Jaksa Fitroh mengungkapkan, dalam proyek pembangunan dermaga bongkar Sabang tahun 2006, Ramadhani sebagai PPK membuat telaahan staf yang menyatakan pelelangan dapat dilakukan dengan cara penunjukan langsung. Ramadhani beralasan pekerjaan tahun 2006 merupakan satu kesatuan konstruksi bangunan dengan pekerjaan tahun 2004.

Padahal, pekerjaan pembangunan dermaga bongkar Sabang tahun 2006 bukan merupakan pekerjaan lanjutan dan bukan satu kesatuan konstruksi dari pekerjaan dermaga bongkar Sabang tahun 2004. Kemudian Ramadhani menetapkan harga perkiraan sendiri (HPS) pembangunan dermaga bongkar Sabang tahun 2006 Rp8,1 miliar tanpa melalui survei daftar harga pasar.

"HPS hanya berdasarkan Engineering Estimate (EE) yang dibuat Ananta Sofwan yang nilainya sudah di mark up," tandasnya

Selanjutnya, terdakwa meminta panitia melakukan penunjukkan langsung kepada PT Nindya Sejati JO. Untuk melengkapi persyaratan formal, Ramadhani sebut jaksa membuat dokumen-dokumen terkait proses penunjukan langsung Nindya Sejati dan meminta panitia pengadaan menandatangani dokumen-dokumen penunjukan langsung.

Padahal tata cara penunjukan langsung tidak dilaksanakan sebagaimana mestinya. Selanjutnya pada  tanggal 16 Juni 2006, Ramadhani menetapkan Nindya Sejati sebagai pelaksana pekerjaan proyek dermaga bongkar Sabang tahun 2006. Dalam prosesnya, panitia pengadaan kemudian menetapkan nilai kontrak Rp8,023 miliar.

Menurut jaksa dalam melaksanakan pekerjaan Dermaga Bongkar Sabang tahun 2006, Nindya Sejati mengalihkan pekerjaan utama (mensubkontrakan) pekerjaan pile cap, balok, plat, plat injak dan pasangan batu di bawah plat injak dan pekerjaan tambahan yaitu pekerjaan persiapan dan pekerjaan pemancangan (trestle) ke CV SAA Inti Karya Teknik.

"Meskipun pekerjaan tidak selesai 100 persen, terdakwa tetap menerima pekerjaan tahap 1 dan membuat bea surat terima yang intinya hasil pemeriksaan pekerjaan sudah dikerjakan sesuai ketentuan yang tercantum dalam RKS dan gambar dan kemajuan pelaksanaan pekerjaan telah mencapai 100 persen," sambung jaksa.

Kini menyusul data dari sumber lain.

//! # Router Module
//!
//! Route registration, middleware layering and request dispatch.
//!
//! ## Overview
//!
//! - [`Router`] is the root [`Group`] and the entry point for requests
//! - [`Group`] is a prefix scope owning routes and nested groups
//! - [`Route`] is one method + path + handler with its middleware chain
//! - [`RadixMatcher`] is the compiled path matcher the router caches
//!
//! ## Middleware Ordering
//!
//! Middleware runs outermost first on the way in and innermost first on the
//! way out. A route's chain is fixed when middleware is added, never
//! recomputed at dispatch time:
//!
//! 1. A new route (or group) starts with a copy of its group's chain.
//! 2. Middleware added to a group is appended to the group and pushed into
//!    every child group and route that already exists.
//! 3. Middleware added to a route is appended to that route only.
//!
//! So a chain is always in registration order, and middleware added to an
//! ancestor after a route gained its own middleware runs inside it.
//!
//! ## Example
//!
//! ```rust
//! use layered_router::handler::handler_fn;
//! use layered_router::message::{Request, RequestExt, Response};
//! use layered_router::middleware::TracingMiddleware;
//! use layered_router::{RequestMethod, Router};
//!
//! let mut router = Router::new();
//! router.add_middleware(TracingMiddleware);
//! router.add_group("/users").add_route(
//!     RequestMethod::Get,
//!     "/{id}",
//!     handler_fn(|req| {
//!         let id = req.path_param("id").unwrap_or_default().to_string();
//!         Ok(Response::new(id))
//!     }),
//! );
//!
//! let request = http::Request::builder()
//!     .uri("/users/42")
//!     .body(String::new())
//!     .unwrap();
//! let response = router.handle(request).unwrap();
//! assert_eq!(response.body(), "42");
//! ```

mod core;
mod group;
mod radix;
mod route;

pub use core::Router;
pub use group::Group;
pub use radix::{MatchOutcome, MatcherError, RadixMatcher};
pub use route::Route;
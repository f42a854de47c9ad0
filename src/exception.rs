//! # Exception Translation
//!
//! The [`Router`](crate::router::Router) is the single place where failures are
//! caught. Whatever a handler, a middleware or the router itself returns as
//! `Err` is handed exactly once to the router's [`ExceptionTranslator`].
//!
//! - [`Propagate`] (the default) hands the failure back to the caller of
//!   `Router::handle` untouched, giving embedding code full control.
//! - [`ExceptionResponse`] always produces a response: the status and reason
//!   phrase come from the [`RouterError`], headers declared on the error are
//!   added, and the cause chain is logged, never sent to the client.

use http::header::{HeaderMap, HeaderName, HeaderValue, CONTENT_TYPE};
use tracing::{error, warn};

use crate::error::RouterError;
use crate::message::{Response, ResponseExt};

/// Turns a failure into a response, or declines by returning it.
pub trait ExceptionTranslator: Send + Sync {
    fn handle(&self, failure: anyhow::Error) -> anyhow::Result<Response>;
}

/// Default translator: re-raise every failure to the router's caller.
#[derive(Debug, Clone, Copy, Default)]
pub struct Propagate;

impl ExceptionTranslator for Propagate {
    fn handle(&self, failure: anyhow::Error) -> anyhow::Result<Response> {
        Err(failure)
    }
}

/// How [`ExceptionResponse`] fills the response body.
#[derive(Debug, Clone, PartialEq, Eq, Default)]
pub enum ErrorBody {
    /// Empty body
    #[default]
    Empty,
    /// The same fixed text for every failure
    Text(String),
    /// `{"error": <message>, "status": <code>}` with `application/json`
    Json,
}

/// Translator producing a response for every failure.
///
/// ```rust
/// use layered_router::exception::ExceptionResponse;
/// use layered_router::router::Router;
///
/// let router = Router::new().with_translator(ExceptionResponse::json());
/// ```
#[derive(Debug, Clone)]
pub struct ExceptionResponse {
    headers: HeaderMap,
    body: ErrorBody,
    log_failures: bool,
}

impl Default for ExceptionResponse {
    fn default() -> Self {
        Self {
            headers: HeaderMap::new(),
            body: ErrorBody::Empty,
            log_failures: true,
        }
    }
}

impl ExceptionResponse {
    /// Empty-bodied error responses.
    #[must_use]
    pub fn new() -> Self {
        Self::default()
    }

    /// JSON error responses.
    #[must_use]
    pub fn json() -> Self {
        Self::new().with_body(ErrorBody::Json)
    }

    #[must_use]
    pub fn with_body(mut self, body: ErrorBody) -> Self {
        self.body = body;
        self
    }

    /// Header sent on every error response, before the error's own headers.
    #[must_use]
    pub fn with_header(mut self, name: HeaderName, value: HeaderValue) -> Self {
        self.headers.append(name, value);
        self
    }

    /// Toggle the diagnostic record emitted for each translated failure.
    #[must_use]
    pub fn with_logging(mut self, enabled: bool) -> Self {
        self.log_failures = enabled;
        self
    }

    /// Build the response for an already-normalized error.
    pub fn respond(&self, err: &RouterError) -> Response {
        let mut response = Response::new(String::new());
        *response.headers_mut() = self.headers.clone();

        response = match &self.body {
            ErrorBody::Empty => response,
            ErrorBody::Text(text) => response.with_body(text.as_str()),
            ErrorBody::Json => {
                let body = serde_json::json!({
                    "error": err.message(),
                    "status": err.status().as_u16(),
                });
                response
                    .with_added_header(CONTENT_TYPE, HeaderValue::from_static("application/json"))
                    .with_body(body.to_string())
            }
        };

        response = response.with_status(err.status(), err.message());
        for (name, value) in err.headers() {
            response = response.with_added_header(name.clone(), value.clone());
        }
        response
    }

    fn log(&self, err: &RouterError) {
        if !self.log_failures {
            return;
        }
        let cause = err.cause().map(|c| format!("{c:#}"));
        if err.status().is_server_error() {
            error!(
                status = err.status().as_u16(),
                reason = %err.message(),
                kind = ?err.kind(),
                cause = ?cause,
                "Request failed"
            );
        } else {
            warn!(
                status = err.status().as_u16(),
                reason = %err.message(),
                kind = ?err.kind(),
                cause = ?cause,
                "Request failed"
            );
        }
    }
}

impl ExceptionTranslator for ExceptionResponse {
    fn handle(&self, failure: anyhow::Error) -> anyhow::Result<Response> {
        let err = RouterError::from_failure(failure);
        self.log(&err);
        Ok(self.respond(&err))
    }
}
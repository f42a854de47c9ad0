#![allow(dead_code)]

pub mod capture {
    use std::collections::HashMap;
    use std::fmt;
    use std::sync::{Arc, Mutex};

    use tracing::field::{Field, Visit};
    use tracing::{Event, Level, Subscriber};
    use tracing_subscriber::layer::{Context, SubscriberExt};
    use tracing_subscriber::{Layer, Registry};

    /// One captured event.
    #[derive(Debug, Clone)]
    pub struct Record {
        pub level: Level,
        pub message: String,
        pub fields: HashMap<String, String>,
    }

    impl Record {
        pub fn field(&self, name: &str) -> Option<&str> {
            self.fields.get(name).map(String::as_str)
        }
    }

    #[derive(Default)]
    struct FieldVisitor {
        message: String,
        fields: HashMap<String, String>,
    }

    impl Visit for FieldVisitor {
        fn record_str(&mut self, field: &Field, value: &str) {
            self.record(field, value.to_string());
        }

        fn record_debug(&mut self, field: &Field, value: &dyn fmt::Debug) {
            self.record(field, format!("{value:?}"));
        }
    }

    impl FieldVisitor {
        fn record(&mut self, field: &Field, value: String) {
            if field.name() == "message" {
                self.message = value;
            } else {
                self.fields.insert(field.name().to_string(), value);
            }
        }
    }

    struct CaptureLayer {
        records: Arc<Mutex<Vec<Record>>>,
    }

    impl<S: Subscriber> Layer<S> for CaptureLayer {
        fn on_event(&self, event: &Event<'_>, _ctx: Context<'_, S>) {
            let mut visitor = FieldVisitor::default();
            event.record(&mut visitor);
            self.records.lock().unwrap().push(Record {
                level: *event.metadata().level(),
                message: visitor.message,
                fields: visitor.fields,
            });
        }
    }

    /// Captures every event on the current thread while alive.
    pub struct TestTracing {
        records: Arc<Mutex<Vec<Record>>>,
        _guard: tracing::subscriber::DefaultGuard,
    }

    impl TestTracing {
        pub fn init() -> Self {
            let records = Arc::new(Mutex::new(Vec::new()));
            let layer = CaptureLayer {
                records: Arc::clone(&records),
            };
            let subscriber = Registry::default().with(layer);
            let guard = tracing::subscriber::set_default(subscriber);
            Self {
                records,
                _guard: guard,
            }
        }

        pub fn records(&self) -> Vec<Record> {
            self.records.lock().unwrap().clone()
        }

        /// Messages of the per-request lifecycle, without matcher compilation.
        pub fn lifecycle(&self) -> Vec<String> {
            self.records()
                .into_iter()
                .filter(|r| r.message != "Routing table compiled")
                .map(|r| r.message)
                .collect()
        }

        pub fn with_message(&self, message: &str) -> Vec<Record> {
            self.records()
                .into_iter()
                .filter(|r| r.message == message)
                .collect()
        }

        pub fn clear(&self) {
            self.records.lock().unwrap().clear();
        }
    }
}

pub mod fixtures {
    use layered_router::handler::{handler_fn, Handler};
    use layered_router::message::{Request, RequestExt, Response, ResponseExt};
    use layered_router::middleware::Middleware;

    /// Trail of `;tag,pre-handle` markers left on the request by [`Tag`].
    #[derive(Debug, Clone, Default)]
    pub struct Trail(pub String);

    /// Marks the request on the way in and the response body on the way out.
    pub struct Tag(pub &'static str);

    impl Middleware for Tag {
        fn process(&self, request: Request, next: &dyn Handler) -> anyhow::Result<Response> {
            let mut trail = request.attribute::<Trail>().cloned().unwrap_or_default();
            trail.0.push_str(&format!(";{},pre-handle", self.0));

            let response = next.handle(request.with_attribute(trail))?;
            let body = format!("{};{},post-handle", response.body(), self.0);
            Ok(response.with_body(body))
        }

        fn name(&self) -> &str {
            self.0
        }
    }

    /// Answers 200 with the request path followed by the middleware trail.
    pub fn echo() -> impl Handler {
        handler_fn(|req| {
            let trail = req
                .attribute::<Trail>()
                .map(|t| t.0.clone())
                .unwrap_or_default();
            Ok(Response::new(format!("{}{}", req.uri().path(), trail)))
        })
        .named("echo")
    }

    pub fn request(method: &str, path: &str) -> Request {
        http::Request::builder()
            .method(method)
            .uri(path)
            .body(String::new())
            .unwrap()
    }
}
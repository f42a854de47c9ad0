//! Terminal request handlers.

use crate::message::{Request, Response};
use std::sync::Arc;

/// Something that turns a request into a response.
///
/// Implemented by application handlers, by [`Route`](crate::router::Route)
/// (which runs its middleware chain first), and by
/// [`Router`](crate::router::Router) itself, so a router can be mounted as a
/// handler.
///
/// Failures are returned as `anyhow::Error`. Raise a
/// [`RouterError`](crate::RouterError) to choose the response status.
pub trait Handler: Send + Sync {
    fn handle(&self, request: Request) -> anyhow::Result<Response>;

    /// Name used in diagnostics ("Executing handler").
    fn name(&self) -> &str {
        std::any::type_name::<Self>()
    }
}

impl<H: Handler + ?Sized> Handler for Arc<H> {
    fn handle(&self, request: Request) -> anyhow::Result<Response> {
        (**self).handle(request)
    }

    fn name(&self) -> &str {
        (**self).name()
    }
}

impl<H: Handler + ?Sized> Handler for Box<H> {
    fn handle(&self, request: Request) -> anyhow::Result<Response> {
        (**self).handle(request)
    }

    fn name(&self) -> &str {
        (**self).name()
    }
}

/// Handler backed by a closure. Build one with [`handler_fn`].
#[derive(Clone)]
pub struct FnHandler<F> {
    f: F,
    name: &'static str,
}

/// Create a handler from a closure.
///
/// ```rust
/// use layered_router::handler::handler_fn;
/// use layered_router::message::Response;
///
/// let hello = handler_fn(|_req| Ok(Response::new("hello".to_string())));
/// ```
pub fn handler_fn<F>(f: F) -> FnHandler<F>
where
    F: Fn(Request) -> anyhow::Result<Response> + Send + Sync,
{
    FnHandler {
        f,
        name: std::any::type_name::<F>(),
    }
}

impl<F> FnHandler<F> {
    /// Override the diagnostic name (closure type names are not very readable).
    #[must_use]
    pub fn named(mut self, name: &'static str) -> Self {
        self.name = name;
        self
    }
}

impl<F> Handler for FnHandler<F>
where
    F: Fn(Request) -> anyhow::Result<Response> + Send + Sync,
{
    fn handle(&self, request: Request) -> anyhow::Result<Response> {
        (self.f)(request)
    }

    fn name(&self) -> &str {
        self.name
    }
}
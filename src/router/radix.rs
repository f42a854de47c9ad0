//! Radix tree path matcher
//!
//! This module provides the compiled matcher the [`Router`](super::Router)
//! caches. It is a segment-level radix tree (compact prefix tree) built from
//! a snapshot of the flattened route list, giving O(k) lookups where k is the
//! number of path segments.
//!
//! ## Implementation Details
//!
//! - Each node represents one path segment
//! - Static segments (e.g., `users`) match exactly and are tried first
//! - Parameter segments (e.g., `{id}`) match any single segment; the search
//!   backtracks into them when the static branch does not produce a route
//! - Routes are stored at terminal nodes, one endpoint per HTTP method
//!
//! A lookup has three outcomes: a route for the method, a path that exists
//! only for other methods (used to build the `Allow` header of a 405), or no
//! match at all.
//!
//! ## Example
//!
//! ```rust,ignore
//! let matcher = RadixMatcher::compile(router.routes().into_iter().cloned().map(Arc::new))?;
//! match matcher.lookup(&Method::GET, "/users/123") {
//!     MatchOutcome::Found { route, params } => println!("{} {:?}", route.path(), params.get("id")),
//!     MatchOutcome::MethodNotAllowed { allowed } => println!("allowed: {allowed:?}"),
//!     MatchOutcome::NotFound => println!("404"),
//! }
//! ```

use http::Method;
use std::fmt;
use std::sync::Arc;

use super::Route;
use crate::message::PathParams;

/// Result of [`RadixMatcher::lookup`].
#[derive(Debug)]
pub enum MatchOutcome {
    /// A route is registered for the method and path.
    Found {
        route: Arc<Route>,
        params: PathParams,
    },
    /// No route pattern matches the path.
    NotFound,
    /// Patterns match the path, but only for these methods (flatten order, deduplicated).
    MethodNotAllowed { allowed: Vec<Method> },
}

/// A route set that cannot be compiled into a matcher.
#[derive(Debug, Clone, PartialEq, Eq)]
pub enum MatcherError {
    /// The path pattern has malformed placeholder syntax.
    InvalidPattern {
        /// The offending pattern
        pattern: String,
        /// What is wrong with it
        reason: &'static str,
    },
    /// Two routes share the same method and the same pattern.
    DuplicateRoute {
        /// Method registered twice
        method: Method,
        /// Pattern registered twice
        pattern: String,
    },
}

impl fmt::Display for MatcherError {
    fn fmt(&self, f: &mut fmt::Formatter<'_>) -> fmt::Result {
        match self {
            MatcherError::InvalidPattern { pattern, reason } => {
                write!(f, "invalid route pattern '{}': {}", pattern, reason)
            }
            MatcherError::DuplicateRoute { method, pattern } => {
                write!(
                    f,
                    "cannot register two routes matching '{}' for method {}",
                    pattern, method
                )
            }
        }
    }
}

impl std::error::Error for MatcherError {}

/// One parsed pattern segment.
enum Segment<'a> {
    Static(&'a str),
    Param(&'a str),
}

/// Split a pattern into segments, validating placeholder syntax.
fn parse_pattern(pattern: &str) -> Result<Vec<Segment<'_>>, MatcherError> {
    let invalid = |reason| MatcherError::InvalidPattern {
        pattern: pattern.to_string(),
        reason,
    };

    split_path(pattern)
        .into_iter()
        .map(|segment| {
            if segment.len() >= 2 && segment.starts_with('{') && segment.ends_with('}') {
                let name = &segment[1..segment.len() - 1];
                if name.is_empty() {
                    return Err(invalid("placeholder name is empty"));
                }
                if name.contains(['{', '}']) {
                    return Err(invalid("placeholders cannot be nested"));
                }
                Ok(Segment::Param(name))
            } else if segment.contains(['{', '}']) {
                Err(invalid("a placeholder must span a whole path segment"))
            } else {
                Ok(Segment::Static(segment))
            }
        })
        .collect()
}

/// Path segments without the empty pieces produced by leading or doubled slashes.
///
/// A trailing slash is kept as a final empty segment, so `/docs` and `/docs/`
/// are distinct paths. The root path `/` has no segments.
fn split_path(path: &str) -> Vec<&str> {
    let mut segments: Vec<&str> = path.split('/').filter(|s| !s.is_empty()).collect();
    if !segments.is_empty() && path.ends_with('/') {
        segments.push("");
    }
    segments
}

/// Route stored at a terminal node.
#[derive(Debug, Clone)]
struct Endpoint {
    method: Method,
    /// Position in the flattened route list
    order: usize,
    route: Arc<Route>,
}

/// Node in the radix tree
///
/// Each node represents a segment of a URL path. Static children and
/// parameter children are kept apart so that static segments win over
/// placeholders at the same position.
#[derive(Debug, Clone, Default)]
struct RadixNode {
    /// The path segment this node represents (without slashes)
    segment: String,
    /// Parameter name if this segment is a placeholder (e.g., "{id}" -> Some("id"))
    param_name: Option<Arc<str>>,
    /// Routes terminating at this node, in registration order
    endpoints: Vec<Endpoint>,
    /// Child nodes for static segments
    children: Vec<RadixNode>,
    /// Child nodes for placeholders. Different placeholder names at the same
    /// position (e.g. `/users/{id}/posts` vs `/users/{user_id}/comments`) get
    /// separate nodes so each route extracts its own names.
    param_children: Vec<RadixNode>,
}

impl RadixNode {
    fn new_static(segment: &str) -> Self {
        Self {
            segment: segment.to_string(),
            ..Self::default()
        }
    }

    fn new_param(name: &str) -> Self {
        Self {
            param_name: Some(Arc::from(name)),
            ..Self::default()
        }
    }

    /// Insert an endpoint. Returns `false` when the node already has one for the method.
    fn insert(&mut self, segments: &[Segment<'_>], endpoint: Endpoint) -> bool {
        let Some((segment, remaining)) = segments.split_first() else {
            if self.endpoints.iter().any(|e| e.method == endpoint.method) {
                return false;
            }
            self.endpoints.push(endpoint);
            return true;
        };

        match segment {
            Segment::Param(name) => {
                let existing = self
                    .param_children
                    .iter()
                    .position(|c| c.param_name.as_deref() == Some(*name));
                let idx = existing.unwrap_or_else(|| {
                    self.param_children.push(RadixNode::new_param(name));
                    self.param_children.len() - 1
                });
                self.param_children[idx].insert(remaining, endpoint)
            }
            Segment::Static(name) => {
                let existing = self.children.iter().position(|c| c.segment == *name);
                let idx = existing.unwrap_or_else(|| {
                    self.children.push(RadixNode::new_static(name));
                    self.children.len() - 1
                });
                self.children[idx].insert(remaining, endpoint)
            }
        }
    }

    /// Find the route for `method`, pushing extracted variables onto `params`.
    fn search(
        &self,
        segments: &[&str],
        method: &Method,
        params: &mut PathParams,
    ) -> Option<Arc<Route>> {
        let Some((segment, remaining)) = segments.split_first() else {
            return self
                .endpoints
                .iter()
                .find(|e| e.method == *method)
                .map(|e| Arc::clone(&e.route));
        };

        // First, try exact match with static children
        for child in &self.children {
            if child.segment == *segment {
                if let Some(route) = child.search(remaining, method, params) {
                    return Some(route);
                }
            }
        }

        // If no exact match, try all parameter children. A placeholder never
        // matches the empty segment left by a trailing slash.
        if segment.is_empty() {
            return None;
        }
        for param_child in &self.param_children {
            if let Some(name) = &param_child.param_name {
                let mark = params.len();
                params.push(Arc::clone(name), (*segment).to_string());
                if let Some(route) = param_child.search(remaining, method, params) {
                    return Some(route);
                }
                // Backtrack: remove the parameter if the search fails
                params.truncate(mark);
            }
        }

        None
    }

    /// Collect `(order, method)` of every endpoint whose pattern matches the path.
    fn collect_allowed(&self, segments: &[&str], out: &mut Vec<(usize, Method)>) {
        let Some((segment, remaining)) = segments.split_first() else {
            out.extend(self.endpoints.iter().map(|e| (e.order, e.method.clone())));
            return;
        };

        for child in self.children.iter().filter(|c| c.segment == *segment) {
            child.collect_allowed(remaining, out);
        }
        if segment.is_empty() {
            return;
        }
        for param_child in &self.param_children {
            param_child.collect_allowed(remaining, out);
        }
    }
}

/// Compiled, immutable matcher over a snapshot of the route list.
///
/// # Performance
///
/// - Insertion: O(k) where k is the number of pattern segments
/// - Lookup: O(k) in the common case; backtracking only revisits branches
///   where static and parameter children overlap
#[derive(Debug, Clone)]
pub struct RadixMatcher {
    root: RadixNode,
    routes_count: usize,
}

impl RadixMatcher {
    /// Build a matcher from routes in flatten order.
    ///
    /// # Errors
    ///
    /// Returns [`MatcherError`] for malformed placeholders or when two routes
    /// share a method and an identical pattern.
    pub fn compile<I>(routes: I) -> Result<Self, MatcherError>
    where
        I: IntoIterator<Item = Arc<Route>>,
    {
        let mut root = RadixNode::default();
        let mut routes_count = 0;

        for (order, route) in routes.into_iter().enumerate() {
            let segments = parse_pattern(route.path())?;
            let method = route.method().as_http();
            let endpoint = Endpoint {
                method: method.clone(),
                order,
                route: Arc::clone(&route),
            };
            if !root.insert(&segments, endpoint) {
                return Err(MatcherError::DuplicateRoute {
                    method,
                    pattern: route.path().to_string(),
                });
            }
            routes_count += 1;
        }

        Ok(Self { root, routes_count })
    }

    /// Resolve a method and request path.
    #[must_use]
    pub fn lookup(&self, method: &Method, path: &str) -> MatchOutcome {
        let segments = split_path(path);

        let mut params = PathParams::new();
        if let Some(route) = self.root.search(&segments, method, &mut params) {
            return MatchOutcome::Found { route, params };
        }

        let mut candidates = Vec::new();
        self.root.collect_allowed(&segments, &mut candidates);
        if candidates.is_empty() {
            return MatchOutcome::NotFound;
        }

        candidates.sort_by_key(|(order, _)| *order);
        let mut allowed: Vec<Method> = Vec::with_capacity(candidates.len());
        for (_, m) in candidates {
            if !allowed.contains(&m) {
                allowed.push(m);
            }
        }
        MatchOutcome::MethodNotAllowed { allowed }
    }

    /// Number of routes compiled into the matcher.
    #[must_use]
    pub fn len(&self) -> usize {
        self.routes_count
    }

    #[must_use]
    pub fn is_empty(&self) -> bool {
        self.routes_count == 0
    }
}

Setelah itu, Ramadhani lantas mengusulkan pembayaran 100 persen sebesar Rp8,412 kepada kuasa pengguna anggaran. Atas usulan tersebut, Nindya Sejati menerima pembayaran dari BPKS Rp7,145 miliar.

Terjadinya penyimpangan pada proyek tahun 2006 telah merugikan keuangan negara Rp2,912 miliar. Penyimpangan yang modusnya sama ditegaskan jaksa juga dilakukan Ramadhani pada proyek tahun 2007-2011. Akibat dari penyimpangan pada proyek tahun 2004, 2006-2011, Ramadhani memperkaya diri sebesar Rp3,204 miliar. Total kerugian keuangan negara pada proyek yang dikerjakan mulai tahun 2004, 2006-2011 mencapai Rp313,345 miliar.